Premium
Ca 2+ /calmodulin‐ dependent protein kinase II mediates transforming growth factor‐β‐induced hepatic stellate cells proliferation but not in collagen α1(I) production
Author(s) -
An Ping,
Tian Yihao,
Chen Mingkai,
Luo Hesheng
Publication year - 2012
Publication title -
hepatology research
Language(s) - English
Resource type - Journals
SCImago Journal Rank - 1.123
H-Index - 75
eISSN - 1872-034X
pISSN - 1386-6346
DOI - 10.1111/j.1872-034x.2012.00983.x
Subject(s) - hepatic stellate cell , microbiology and biotechnology , chemistry , smad , growth factor , protein kinase b , transforming growth factor beta , transforming growth factor , signal transduction , cell growth , biology , endocrinology , biochemistry , receptor
Aim: Hepatic stellate cells (HSC) are the major players in hepatic fibrosis.
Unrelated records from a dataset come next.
/*
graph.rs

Copyright 2026 Hervé Quatremain

This file is part of Dijiduel.

Dijiduel is free software: you can redistribute it and/or modify it under the
terms of the GNU General Public License as published by the Free Software
Foundation, either version 3 of the License, or (at your option) any later
version.

Dijiduel is distributed in the hope that it will be useful, but WITHOUT ANY
WARRANTY; without even the implied warranty of MERCHANTABILITY or FITNESS FOR
A PARTICULAR PURPOSE. See the GNU General Public License for more details.

You should have received a copy of the GNU General Public License along with
Dijiduel. If not, see <https://www.gnu.org/licenses/>.

SPDX-License-Identifier: GPL-3.0-or-later
*/

//! Weighted undirected graph of a level.
//!
//! A [`Graph`] object stores the nodes and the edges of a level.
//! Nodes are created with the [`Graph::add_node`] method and connected with
//! the [`Graph::add_edge`] method.
//! Node identifiers are dense: the first node gets the identifier 0, the next
//! one 1, and so on.
//! Identifiers are also indexes in the node list, and the graph refuses nodes
//! that would break that property.
//!
//! The [`Graph::dijkstra`] method, in the [`search`] module, computes the
//! cheapest route between two nodes.

pub mod edges;
pub mod nodes;
pub mod queue;
pub mod search;

use std::error::Error;
use std::fmt;

use self::edges::{Adjacency, Edge};
use self::nodes::Node;

/// Type of errors when building a graph.
#[derive(Debug, PartialEq)]
pub enum GraphError {
    /// An edge refers to a node that does not exist.
    UnknownNode(usize),

    /// A node was added with an identifier that is not the next index in the
    /// node list.
    NonSequentialNode {
        /// Expected node identifier.
        expected: usize,

        /// Provided node identifier.
        got: usize,
    },
}

impl fmt::Display for GraphError {
    fn fmt(&self, f: &mut fmt::Formatter) -> fmt::Result {
        match self {
            GraphError::UnknownNode(node) => {
                write!(f, "the node {node} does not exist in the graph")
            }
            GraphError::NonSequentialNode { expected, got } => {
                write!(f, "the node identifier should be {expected}, not {got}")
            }
        }
    }
}

impl Error for GraphError {}

/// Weighted undirected graph of a level.
#[derive(Debug, Clone)]
pub struct Graph {
    /// Nodes, indexed by identifier.
    nodes: Vec<Node>,

    /// Edges, in insertion order.
    edges: Vec<Edge>,

    /// Adjacency lists, kept in sync with the edge list.
    adjacency: Adjacency,
}

impl Default for Graph {
    fn default() -> Self {
        Self::new()
    }
}

impl Graph {
    /// Create an empty [`Graph`] object.
    pub fn new() -> Self {
        Self {
            nodes: Vec::new(),
            edges: Vec::new(),
            adjacency: Adjacency::new(),
        }
    }

    /// Remove all the nodes and edges from the graph.
    pub fn clear(&mut self) {
        self.nodes.clear();
        self.edges.clear();
        self.adjacency.clear();
    }

    /// Add a node to the graph.
    ///
    /// # Errors
    ///
    /// The method returns an error if the identifier is not the next index in
    /// the node list.
    pub fn add_node(&mut self, id: usize, x: f64, y: f64, label: &str) -> Result<(), GraphError> {
        if id != self.nodes.len() {
            return Err(GraphError::NonSequentialNode {
                expected: self.nodes.len(),
                got: id,
            });
        }
        self.nodes.push(Node::new(id, x, y, label));
        self.adjacency.grow();
        Ok(())
    }

    /// Connect two nodes of the graph.
    ///
    /// If the nodes are already connected, then the existing edge and its
    /// weight are preserved.
    ///
    /// # Errors
    ///
    /// The method returns an error if one of the nodes does not exist.
    pub fn add_edge(&mut self, from: usize, to: usize, weight: u32) -> Result<(), GraphError> {
        if from >= self.nodes.len() {
            return Err(GraphError::UnknownNode(from));
        }
        if to >= self.nodes.len() {
            return Err(GraphError::UnknownNode(to));
        }
        if self.adjacency.contains(from, to) {
            return Ok(());
        }
        self.edges.push(Edge { from, to, weight });
        self.adjacency.insert(from, to, weight);
        Ok(())
    }

    /// Number of nodes in the graph.
    pub fn len(&self) -> usize {
        self.nodes.len()
    }

    /// Whether the graph has no node.
    pub fn is_empty(&self) -> bool {
        self.nodes.is_empty()
    }

    /// Return the node with the given identifier.
    pub fn get_node(&self, id: usize) -> Option<&Node> {
        self.nodes.get(id)
    }

    /// Return all the nodes.
    pub fn get_nodes(&self) -> &Vec<Node> {
        &self.nodes
    }

    /// Return all the edges.
    pub fn get_edges(&self) -> &Vec<Edge> {
        &self.edges
    }

    /// For the given node, return all the adjacent nodes with the edge
    /// weights.
    pub fn get_adjacent(&self, node: usize) -> &[(usize, u32)] {
        self.adjacency.get_adjacent(node)
    }

    /// Whether an edge exists between the given nodes.
    pub fn contains_edge(&self, from: usize, to: usize) -> bool {
        self.adjacency.contains(from, to)
    }

    /// Return the weight of the edge between the given nodes, or None if the
    /// nodes are not connected.
    pub fn get_weight(&self, from: usize, to: usize) -> Option<u32> {
        self.adjacency.get_weight(from, to)
    }

    /// Print the adjacency lists of the graph.
    pub fn debug(&self) {
        self.adjacency.debug();
    }
}

#[cfg(test)]
mod tests {
    use super::*;

    #[test]
    fn test_add_node_sequential_ids() {
        let mut graph: Graph = Graph::new();

        assert_eq!(graph.add_node(0, 1.0, 2.0, "A"), Ok(()));
        assert_eq!(graph.add_node(1, 3.0, 4.0, "B"), Ok(()));
        assert_eq!(graph.len(), 2);
        assert_eq!(graph.get_node(1).map(|n| n.label.as_str()), Some("B"));
    }

    #[test]
    fn test_add_node_rejects_gaps() {
        let mut graph: Graph = Graph::new();
        graph.add_node(0, 0.0, 0.0, "A").unwrap();

        assert_eq!(
            graph.add_node(2, 0.0, 0.0, "C"),
            Err(GraphError::NonSequentialNode {
                expected: 1,
                got: 2
            })
        );
        assert_eq!(graph.len(), 1);
    }

    #[test]
    fn test_add_edge_unknown_node() {
        let mut graph: Graph = Graph::new();
        graph.add_node(0, 0.0, 0.0, "A").unwrap();
        graph.add_node(1, 1.0, 1.0, "B").unwrap();

        assert_eq!(graph.add_edge(0, 5, 3), Err(GraphError::UnknownNode(5)));
        assert_eq!(graph.add_edge(7, 1, 3), Err(GraphError::UnknownNode(7)));
        assert!(graph.get_edges().is_empty());
    }

    #[test]
    fn test_add_edge_is_symmetric() {
        let mut graph: Graph = Graph::new();
        graph.add_node(0, 0.0, 0.0, "A").unwrap();
        graph.add_node(1, 1.0, 1.0, "B").unwrap();
        graph.add_edge(0, 1, 4).unwrap();

        assert!(graph.contains_edge(0, 1));
        assert!(graph.contains_edge(1, 0));
        assert_eq!(graph.get_weight(0, 1), Some(4));
        assert_eq!(graph.get_weight(1, 0), Some(4));
    }

    #[test]
    fn test_duplicate_edge_keeps_first_weight() {
        let mut graph: Graph = Graph::new();
        graph.add_node(0, 0.0, 0.0, "A").unwrap();
        graph.add_node(1, 1.0, 1.0, "B").unwrap();
        graph.add_edge(0, 1, 4).unwrap();
        graph.add_edge(0, 1, 9).unwrap();
        graph.add_edge(1, 0, 7).unwrap();

        assert_eq!(graph.get_edges().len(), 1);
        assert_eq!(graph.get_weight(0, 1), Some(4));
        assert_eq!(graph.get_adjacent(0).len(), 1);
        assert_eq!(graph.get_adjacent(1).len(), 1);
    }

    #[test]
    fn test_clear() {
        let mut graph: Graph = Graph::new();
        graph.add_node(0, 0.0, 0.0, "A").unwrap();
        graph.add_node(1, 1.0, 1.0, "B").unwrap();
        graph.add_edge(0, 1, 2).unwrap();
        graph.clear();

        assert!(graph.is_empty());
        assert!(graph.get_edges().is_empty());
        assert!(!graph.contains_edge(0, 1));
        assert_eq!(graph.add_node(0, 0.0, 0.0, "A"), Ok(()));
    }
}
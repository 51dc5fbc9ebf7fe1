/*
nodes.rs

Copyright 2026 Hervé Quatremain

This file is part of Dijiduel.

Dijiduel is free software: you can redistribute it and/or modify it under the
terms of the GNU General Public License as published by the Free Software
Foundation, either version 3 of the License, or (at your option) any later
version.

Dijiduel is distributed in the hope that it will be useful, but WITHOUT ANY
WARRANTY; without even the implied warranty of MERCHANTABILITY or FITNESS FOR
A PARTICULAR PURPOSE. See the GNU General Public License for more details.

You should have received a copy of the GNU General Public License along with
Dijiduel. If not, see <https://www.gnu.org/licenses/>.

SPDX-License-Identifier: GPL-3.0-or-later
*/

//! Nodes of the level graph.

use serde::{Deserialize, Serialize};

/// Node of the level graph.
#[derive(Serialize, Deserialize, Debug, Clone, PartialEq)]
pub struct Node {
    /// Node identifier. Identifiers are also indexes in the graph node list.
    pub id: usize,

    /// Horizontal position of the node in the level area.
    pub x: f64,

    /// Vertical position of the node in the level area.
    pub y: f64,

    /// Label displayed on the node, a letter from A to Z.
    pub label: String,
}

impl Node {
    /// Create a [`Node`] object.
    pub fn new(id: usize, x: f64, y: f64, label: &str) -> Self {
        Self {
            id,
            x,
            y,
            label: label.to_string(),
        }
    }

    /// Euclidean distance between this node and the given node.
    pub fn distance_to(&self, other: &Node) -> f64 {
        let dx: f64 = self.x - other.x;
        let dy: f64 = self.y - other.y;
        (dx * dx + dy * dy).sqrt()
    }
}
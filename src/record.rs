/*
record.rs

Copyright 2026 Hervé Quatremain

This file is part of Dijiduel.

Dijiduel is free software: you can redistribute it and/or modify it under the
terms of the GNU General Public License as published by the Free Software
Foundation, either version 3 of the License, or (at your option) any later
version.

Dijiduel is distributed in the hope that it will be useful, but WITHOUT ANY
WARRANTY; without even the implied warranty of MERCHANTABILITY or FITNESS FOR
A PARTICULAR PURPOSE. See the GNU General Public License for more details.

You should have received a copy of the GNU General Public License along with
Dijiduel. If not, see <https://www.gnu.org/licenses/>.

SPDX-License-Identifier: GPL-3.0-or-later
*/

//! Serializable snapshot of a level.
//!
//! A [`LevelRecord`] object stores everything needed to rebuild a
//! [`Level`] object without running the generator again: the level number,
//! the nodes, the edges, the start and goal nodes, and the bot route with its
//! cost.
//! The bot route is restored as saved and is never recomputed.

use serde::{Deserialize, Serialize};
use std::error::Error;
use std::fmt;

use crate::generator::level::Level;
use crate::graph::edges::Edge;
use crate::graph::nodes::Node;
use crate::graph::search::Solution;
use crate::graph::{Graph, GraphError};

/// Type of errors when rebuilding a level from a record.
#[derive(Debug, PartialEq)]
pub enum RecordError {
    /// The nodes or the edges of the record are inconsistent.
    Graph(GraphError),

    /// The start or goal node does not exist in the graph.
    UnknownEndpoint(usize),

    /// The stored bot route does not join the start node to the goal node.
    CorruptSolution,
}

impl fmt::Display for RecordError {
    fn fmt(&self, f: &mut fmt::Formatter) -> fmt::Result {
        match self {
            RecordError::Graph(e) => write!(f, "invalid graph data: {e}"),
            RecordError::UnknownEndpoint(node) => {
                write!(f, "the endpoint {node} does not exist in the graph")
            }
            RecordError::CorruptSolution => {
                write!(f, "the bot route does not join the start node to the goal node")
            }
        }
    }
}

impl Error for RecordError {}

/// Serializable snapshot of a [`Level`] object.
#[derive(Serialize, Deserialize, Debug, Clone, PartialEq)]
pub struct LevelRecord {
    /// Level number.
    pub level: usize,

    /// Nodes of the level graph.
    pub nodes: Vec<Node>,

    /// Edges of the level graph.
    pub edges: Vec<Edge>,

    /// Identifier of the start node.
    pub source: usize,

    /// Identifier of the goal node.
    pub target: usize,

    /// Cost of the bot route.
    pub optimal_distance: u32,

    /// Nodes of the bot route.
    pub optimal_path: Vec<usize>,
}

impl LevelRecord {
    /// Create a [`LevelRecord`] object from the given level.
    pub fn new(level: &Level) -> Self {
        Self {
            level: level.number,
            nodes: level.graph.get_nodes().clone(),
            edges: level.graph.get_edges().clone(),
            source: level.source,
            target: level.target,
            optimal_distance: level.solution.distance,
            optimal_path: level.solution.path.clone(),
        }
    }

    /// Rebuild the [`Level`] object for the record.
    ///
    /// # Errors
    ///
    /// The method returns an error if the record does not describe a valid
    /// level, for example when the record file was edited by hand.
    pub fn to_level(&self) -> Result<Level, RecordError> {
        let mut graph: Graph = Graph::new();

        for node in &self.nodes {
            graph
                .add_node(node.id, node.x, node.y, &node.label)
                .map_err(RecordError::Graph)?;
        }
        for edge in &self.edges {
            graph
                .add_edge(edge.from, edge.to, edge.weight)
                .map_err(RecordError::Graph)?;
        }

        if self.source >= graph.len() {
            return Err(RecordError::UnknownEndpoint(self.source));
        }
        if self.target >= graph.len() {
            return Err(RecordError::UnknownEndpoint(self.target));
        }

        // The bot route must start and end on the level endpoints, and only
        // cross nodes of the graph
        if self.optimal_path.first() != Some(&self.source)
            || self.optimal_path.last() != Some(&self.target)
            || self.optimal_path.iter().any(|node| *node >= graph.len())
        {
            return Err(RecordError::CorruptSolution);
        }

        Ok(Level {
            number: self.level,
            graph,
            source: self.source,
            target: self.target,
            solution: Solution {
                distance: self.optimal_distance,
                path: self.optimal_path.clone(),
            },
        })
    }
}

#[cfg(test)]
mod tests {
    use super::*;
    use rand::SeedableRng;
    use rand::rngs::StdRng;

    use crate::generator::random_level::RandomLevel;

    fn sample_record() -> LevelRecord {
        LevelRecord {
            level: 1,
            nodes: vec![
                Node::new(0, 100.0, 100.0, "A"),
                Node::new(1, 200.0, 100.0, "B"),
                Node::new(2, 300.0, 100.0, "C"),
            ],
            edges: vec![
                Edge {
                    from: 0,
                    to: 1,
                    weight: 4,
                },
                Edge {
                    from: 1,
                    to: 2,
                    weight: 2,
                },
            ],
            source: 0,
            target: 2,
            optimal_distance: 6,
            optimal_path: vec![0, 1, 2],
        }
    }

    #[test]
    fn test_round_trip() {
        let mut rng: StdRng = StdRng::seed_from_u64(19);
        let level: Level = RandomLevel::new(4).generate(&mut rng).unwrap();
        let record: LevelRecord = LevelRecord::new(&level);
        let rebuilt: Level = record.to_level().unwrap();

        assert_eq!(LevelRecord::new(&rebuilt), record);
        assert_eq!(rebuilt.number, level.number);
        assert_eq!(rebuilt.solution, level.solution);

        // The adjacency lists are rebuilt from the edge list
        for edge in level.graph.get_edges() {
            assert_eq!(
                rebuilt.graph.get_weight(edge.from, edge.to),
                Some(edge.weight)
            );
        }
    }

    #[test]
    fn test_rebuilds_a_valid_level() {
        let level: Level = sample_record().to_level().unwrap();

        assert_eq!(level.graph.len(), 3);
        assert_eq!(level.graph.get_weight(1, 2), Some(2));
        assert_eq!(level.solution.distance, 6);
    }

    #[test]
    fn test_rejects_unknown_endpoint() {
        let mut record: LevelRecord = sample_record();
        record.source = 9;
        record.optimal_path = vec![9, 1, 2];

        assert_eq!(
            record.to_level().unwrap_err(),
            RecordError::UnknownEndpoint(9)
        );
    }

    #[test]
    fn test_rejects_route_detached_from_endpoints() {
        let mut record: LevelRecord = sample_record();
        record.optimal_path = vec![1, 2];

        assert_eq!(record.to_level().unwrap_err(), RecordError::CorruptSolution);
    }

    #[test]
    fn test_rejects_route_with_unknown_nodes() {
        let mut record: LevelRecord = sample_record();
        record.optimal_path = vec![0, 7, 2];

        assert_eq!(record.to_level().unwrap_err(), RecordError::CorruptSolution);
    }

    #[test]
    fn test_rejects_empty_route() {
        let mut record: LevelRecord = sample_record();
        record.optimal_path = Vec::new();

        assert_eq!(record.to_level().unwrap_err(), RecordError::CorruptSolution);
    }

    #[test]
    fn test_rejects_gapped_node_identifiers() {
        let mut record: LevelRecord = sample_record();
        record.nodes[2].id = 5;

        assert!(matches!(
            record.to_level(),
            Err(RecordError::Graph(GraphError::NonSequentialNode { .. }))
        ));
    }

    #[test]
    fn test_rejects_edge_with_unknown_node() {
        let mut record: LevelRecord = sample_record();
        record.edges[1].to = 12;

        assert_eq!(
            record.to_level().unwrap_err(),
            RecordError::Graph(GraphError::UnknownNode(12))
        );
    }

    #[test]
    fn test_json_round_trip() {
        let record: LevelRecord = sample_record();
        let json: String = serde_json::to_string(&record).unwrap();
        let parsed: LevelRecord = serde_json::from_str(&json).unwrap();

        assert_eq!(parsed, record);
    }
}
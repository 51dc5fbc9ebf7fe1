/*
queue.rs

Copyright 2026 Hervé Quatremain

This file is part of Dijiduel.

Dijiduel is free software: you can redistribute it and/or modify it under the
terms of the GNU General Public License as published by the Free Software
Foundation, either version 3 of the License, or (at your option) any later
version.

Dijiduel is distributed in the hope that it will be useful, but WITHOUT ANY
WARRANTY; without even the implied warranty of MERCHANTABILITY or FITNESS FOR
A PARTICULAR PURPOSE. See the GNU General Public License for more details.

You should have received a copy of the GNU General Public License along with
Dijiduel. If not, see <https://www.gnu.org/licenses/>.

SPDX-License-Identifier: GPL-3.0-or-later
*/

//! Minimum priority queue for the shortest path search.
//!
//! The queue keeps its entries in a vector sorted by ascending priority.
//! Insertions cost O(n), which is adequate for the small graphs of the game.

/// Entry in the priority queue.
#[derive(Debug, Copy, Clone, PartialEq)]
pub struct QueueEntry {
    /// Node identifier.
    pub node: usize,

    /// Priority of the entry, the tentative distance from the start node.
    pub priority: u32,
}

/// Minimum priority queue backed by a sorted vector.
///
/// The same node can be queued several times with different priorities.
/// Consumers must be prepared to dequeue stale entries for nodes whose
/// distance improved after the entry was queued.
#[derive(Debug, Clone)]
pub struct PriorityQueue {
    /// Entries sorted by ascending priority.
    entries: Vec<QueueEntry>,
}

impl Default for PriorityQueue {
    fn default() -> Self {
        Self::new()
    }
}

impl PriorityQueue {
    /// Create a [`PriorityQueue`] object.
    pub fn new() -> Self {
        Self {
            entries: Vec::new(),
        }
    }

    /// Add a node to the queue.
    ///
    /// The entry is inserted before the first entry with a strictly greater
    /// priority. Entries with equal priorities stay in insertion order.
    pub fn enqueue(&mut self, node: usize, priority: u32) {
        let pos: usize = self
            .entries
            .iter()
            .position(|entry| entry.priority > priority)
            .unwrap_or(self.entries.len());
        self.entries.insert(pos, QueueEntry { node, priority });
    }

    /// Remove and return the entry with the lowest priority.
    ///
    /// Return None if the queue is empty.
    pub fn dequeue(&mut self) -> Option<QueueEntry> {
        if self.entries.is_empty() {
            None
        } else {
            Some(self.entries.remove(0))
        }
    }

    /// Number of entries in the queue.
    pub fn len(&self) -> usize {
        self.entries.len()
    }

    /// Whether the queue is empty.
    pub fn is_empty(&self) -> bool {
        self.entries.is_empty()
    }
}
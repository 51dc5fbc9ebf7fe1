/*
difficulty.rs

Copyright 2026 Hervé Quatremain

This file is part of Dijiduel.

Dijiduel is free software: you can redistribute it and/or modify it under the
terms of the GNU General Public License as published by the Free Software
Foundation, either version 3 of the License, or (at your option) any later
version.

Dijiduel is distributed in the hope that it will be useful, but WITHOUT ANY
WARRANTY; without even the implied warranty of MERCHANTABILITY or FITNESS FOR
A PARTICULAR PURPOSE. See the GNU General Public License for more details.

You should have received a copy of the GNU General Public License along with
Dijiduel. If not, see <https://www.gnu.org/licenses/>.

SPDX-License-Identifier: GPL-3.0-or-later
*/

//! Difficulty scaling for the level generator.
//!
//! Levels start at 1 and get harder as the player progresses: the graphs grow
//! and the bot route must cross more nodes.

/// Maximum number of nodes in a level, so that every node gets a distinct
/// letter label.
pub const MAX_NODES: usize = 26;

/// Number of nodes in the graph for the given level.
pub fn node_count(level: usize) -> usize {
    MAX_NODES.min(3 + level * 3 / 2)
}

/// Minimum number of nodes in an acceptable bot route, endpoints included.
///
/// The requirement is capped below the node count so that the small graphs of
/// the first levels stay solvable. An empty graph gets a requirement of zero.
pub fn min_path_nodes(level: usize, num_nodes: usize) -> usize {
    num_nodes.saturating_sub(1).min(2 + level / 4)
}

#[cfg(test)]
mod tests {
    use super::*;

    #[test]
    fn test_node_count_grows_with_level() {
        assert_eq!(node_count(1), 4);
        assert_eq!(node_count(2), 6);
        assert_eq!(node_count(3), 7);
        assert_eq!(node_count(4), 9);
        assert_eq!(node_count(10), 18);
        assert_eq!(node_count(15), 25);
    }

    #[test]
    fn test_node_count_is_capped() {
        assert_eq!(node_count(16), MAX_NODES);
        assert_eq!(node_count(100), MAX_NODES);
    }

    #[test]
    fn test_min_path_nodes_grows_with_level() {
        assert_eq!(min_path_nodes(1, node_count(1)), 2);
        assert_eq!(min_path_nodes(3, node_count(3)), 2);
        assert_eq!(min_path_nodes(4, node_count(4)), 3);
        assert_eq!(min_path_nodes(8, node_count(8)), 4);
        assert_eq!(min_path_nodes(20, node_count(20)), 7);
    }

    #[test]
    fn test_min_path_nodes_is_capped_on_small_graphs() {
        assert_eq!(min_path_nodes(12, 4), 3);
        assert_eq!(min_path_nodes(40, 5), 4);
    }

    #[test]
    fn test_min_path_nodes_on_tiny_graphs() {
        assert_eq!(min_path_nodes(3, 1), 0);
        assert_eq!(min_path_nodes(3, 0), 0);
    }
}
As a most potent mitogen, transforming growth factor‐β (TGF‐β) strongly activates HSC and increases intracellular Ca 2+ concentration. Here, we assessed the potential role of Ca 2+ /calmodulin‐dependent protein kinase II (CaMKII), a main downstream effector of the Ca 2+ signal in liver fibrogenesis cascade. Methods: A human immortal HSC cell line, LX‐2, and primary rat hepatic stellate cells were used in current study. CaMKII blockage and Akt inhibition were performed by KN‐93/CaMKIIα siRNA and LY294002, respectively. HSC proliferation was detected by 5‐bromodeoxyuridine incorporation assay. Real‐time polymerase chain reaction, western blot and enzyme‐linked immunosorbent assay were used to measure mRNA, cellular protein and protein in medium, respectively. Procollagen α1(I) expression was detected by immunocytochemistry. The role of CaMKII on TGF‐β/Smad‐induced collagen α1(I) expression was determined by (CAGA) 12 ‐MLP luciferase activity assay. Results: TGF‐β dramatically increased CaMKII mRNA, and total and phosphorylated CaMKII expression. KN‐93 and CaMKIIα siRNA suppressed TGF‐β‐mediated HSC proliferation. CaMKII interruption blocked TGF‐β‐elicited Akt activation. LY294002 arrested HSC proliferation and collagen α1(I) production but had no effect on CaMKII. Furthermore, CaMKII led to increased p21 and p27 expression. KN‐93 and CaMKIIα siRNA inhibited TGF‐β‐induced and basal collagen α1(I) production but had no effect on the activity of (CAGA) 12 ‐MLP luciferase in response to TGF‐β stimulation. Conclusion: CaMKII is a pivotal signal in TGF‐β‐induced fibrogenic cascades by means of stimulating HSC proliferation, and involved in a basal collagen production. Therefore, CaMKII will be a potentially effective target in the development of therapeutic intervention strategies to attenuate hepatic fibrosis.